I guess I admire sisters who can accept the idea of "feeling pretty" without ever being tempted to wear make-up and dress up for herself. It really shouldn't be a big deal, and yet most women (Muslim and non-) have moments where they feel that a)they need to feel beautiful and b)they change aspects of their appearance in some way or other in order to see a beautiful reflection (i.e. a reflection that to herself is extraordinary in comparison to her normal state of being). And somehow it affects her self-esteem. Theoretically, we should all (irrespective of gender) feel ok with ourselves based on higher values than mundane ones like appearances, but most of us are not at that level, or even close.

So I suppose reading Taqee's post should open up the door (to some extent) for each of us to get closer to attaining this ideal state of "being okay."

1:43 PM  
Blogger Wanksta said...

Salams bhabi,

1) As always, the blogosphere is blessed with a certain je ne sais quoi upon your commentary, so JAKs 'o plenty for that.

2) I think we've had the intragender 'awra discussion before. It's definitely, as you explained further, read too much by people as the functional limits of everyday 'awra, rather than the extreme, only-if-seriously-needed limits.

3) People need to remember that the Arabic word 'awra literally indicates nakedness, and this is Allah's domain to define, not ours. Popular definitions of the day limit nakedness to a vastly different area and this affects our personal abilities to view Allah's definition of nakedness in the correct light.

4) I think your postscripted saying, which I, too, have used on occasion, is valid for sure in the public sphere. Obviously, as you delineated regarding the private sphere, there are various acceptable states of dress which, at the same time, cannot be prayed in.
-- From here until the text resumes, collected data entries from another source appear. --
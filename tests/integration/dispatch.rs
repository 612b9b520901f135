//! Dispatch under load.
//!
//! These tests check the concurrency ceiling as seen by an in-order event
//! consumer and that one misbehaving job cannot take the others down.

use std::time::Duration;

use conductor::core::task::{TaskId, TaskState};
use conductor::orchestration::{
    DispatchEvent, DispatchJob, InvocationErrorKind, RecoveryLevel, RunContext, RunOutcome,
    WorkerStatus,
};
use tempfile::TempDir;
use tokio::sync::mpsc;

use crate::fixtures::{
    dispatcher, independent_tasks, orchestrator, test_config, ScriptedCapability,
    ScriptedChecks, Step,
};

fn jobs(n: usize) -> Vec<DispatchJob> {
    let mut graph = independent_tasks(n);
    graph.promote_ready();
    graph
        .ready()
        .into_iter()
        .map(|task| DispatchJob {
            task: task.clone(),
            step_budget: 20,
        })
        .collect()
}

/// Test: Concurrency ceiling
/// Given 8 independent tasks and a limit of 3
/// When they are dispatched
/// Then an in-order consumer never sees more than 3 in progress, and does see 3
#[tokio::test]
async fn test_in_progress_never_exceeds_limit() {
    let dir = TempDir::new().unwrap();
    let capability = ScriptedCapability::new().with_delay(Duration::from_millis(30));
    let calls = capability.calls();
    let dispatcher = dispatcher(
        dir.path(),
        capability,
        ScriptedChecks::new(),
        Duration::from_secs(5),
    );
    let ctx = RunContext::new(test_config(3));
    let (tx, mut rx) = mpsc::unbounded_channel();

    let consume = async {
        let mut in_progress = 0usize;
        let mut peak = 0usize;
        while let Some(event) = rx.recv().await {
            match event {
                DispatchEvent::Admitted { .. } => in_progress += 1,
                DispatchEvent::Finished(_) => in_progress -= 1,
            }
            peak = peak.max(in_progress);
        }
        peak
    };
    let (report, peak) = tokio::join!(dispatcher.run(jobs(8), 3, &ctx, tx), consume);

    assert_eq!(report.results.len(), 8);
    assert!(!report.partial);
    assert_eq!(peak, 3);

    let calls = calls.lock().unwrap();
    for call in calls.iter() {
        let overlapping = calls
            .iter()
            .filter(|other| other.started < call.finished && call.started < other.finished)
            .count();
        assert!(overlapping <= 3, "{} invocations overlapped", overlapping);
    }
}

/// Test: Fault isolation
/// Given one worker that panics among four
/// When they are dispatched
/// Then the panicking task gets a RUNTIME_ERROR result and the rest succeed
#[tokio::test]
async fn test_panic_is_isolated_to_its_task() {
    let dir = TempDir::new().unwrap();
    let capability = ScriptedCapability::new().script("T2", vec![Step::Panic]);
    let dispatcher = dispatcher(
        dir.path(),
        capability,
        ScriptedChecks::new(),
        Duration::from_secs(5),
    );
    let ctx = RunContext::new(test_config(2));
    let (tx, _rx) = mpsc::unbounded_channel();

    let report = dispatcher.run(jobs(4), 2, &ctx, tx).await;

    assert_eq!(report.results.len(), 4);
    let t2 = &report.results[&TaskId::from("T2")].result;
    assert_eq!(t2.status, WorkerStatus::RuntimeError);
    assert_eq!(t2.error.as_ref().unwrap().kind, InvocationErrorKind::Panic);
    for id in ["T1", "T3", "T4"] {
        assert_eq!(
            report.results[&TaskId::from(id)].result.status,
            WorkerStatus::Success
        );
    }
    assert_eq!(ctx.ledger.invocations(), 4);
    assert_eq!(ctx.ledger.reserved_usd(), 0.0);
}

/// Test: A panicking worker inside a run
/// Given a task whose first attempt panics
/// When the run executes
/// Then the task is retried and the run completes
#[tokio::test]
async fn test_panic_is_retried_within_run() {
    let dir = TempDir::new().unwrap();
    let capability = ScriptedCapability::new().script("T1", vec![Step::Panic]);
    let mut orch = orchestrator(
        dir.path(),
        independent_tasks(3),
        capability,
        ScriptedChecks::new(),
        test_config(3),
    );
    let report = orch.run().await.unwrap();

    assert_eq!(report.outcome, RunOutcome::Completed);
    assert_eq!(report.decisions.len(), 1);
    assert_eq!(report.decisions[0].0, TaskId::from("T1"));
    assert_eq!(report.decisions[0].1.level, RecoveryLevel::RetrySame);
    assert!(orch
        .graph()
        .tasks()
        .iter()
        .all(|t| t.state == TaskState::Done));
}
But you probably post-scripted bearing your previous explanation of that in mind.

5) Masdar is not jadhr.

5:24 PM  
Blogger rima said...

salams,

regarding point 5, jadhr literally means root, as in the root of the tree. people use this to also mean the root of a word, which technically is probably ok. however this seems to be a more modern use or at least not so mainstream (for the arabs). but, we can agree to disagree.
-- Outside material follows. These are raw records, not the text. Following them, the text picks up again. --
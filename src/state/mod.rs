//! Persistent run state.
//!
//! After every task transition the orchestrator can hand a complete
//! [`RunSnapshot`] to a [`SnapshotStore`], which is enough to resume the run
//! after an interruption.

mod store;

pub use store::{RunSnapshot, SnapshotStore};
regarding samira's comment as well as point 4, to reiterate: not "ever" but just not around non-mahram males. a recent conversation with a sister highlighted the absurd hilarity of hijabi sisters scurrying to put on "prayer clothes" for jama'a prayer in al-madinah. i shouldn't poke at just the hijabi sisters, though... but that is for another time.

what i wanted to express about the "feeling pretty" thing is that i think it has a lot to do with what taqee bhai said in his post. society, or the media, sets the standards of what is attractive, what is "pretty." if you had never seen a movie, tv show, magazine or the like, how would you know what "pretty" is? is there some internal, inherent definition? maybe this concept wouldn't even exist in your mind; you wouldn't give it a second thought.

beauty is in the eye of the beholder, they say. so, somebody has to set the standard.

i think there are two aspects to a girl's wanting to feel pretty. one is the feeling of being pretty, looking pretty, and being pleased with one's appearance. the other, in my view, is a consequence of that, which is feeling desired.

of course, we do find in nature (all over the place, really) that animals use various ways to attract a mate, outward appearance being a common one.

at some point along the way it'll come down to intentions. i challenge everyone out there to examine their intentions when they're gussying up - who are you really doing it for?

to clarify, i'm not saying there's anything wrong with beautifying, but there certainly are halal ways of doing it.

but now i really am digressing.

3:06 PM  
Blogger Samira said...

Comment 19?! Wow...

Anyway, I'll let this be my last comment for this post.

Rima:

I agree with your point regarding intentions--it's true. However, I think it is speculation that if someone had never seen a movie, tv show, magazine or the like, they would not know what "pretty" is, and further, that they wouldn't seek feeling desired. We wouldn't really know without actually finding someone who meets the conditions you described and assessing their understanding of feeling "pretty," i.e. their definition of what is desirable, and whether or not it is an innate tendency for women to seek feeling desired.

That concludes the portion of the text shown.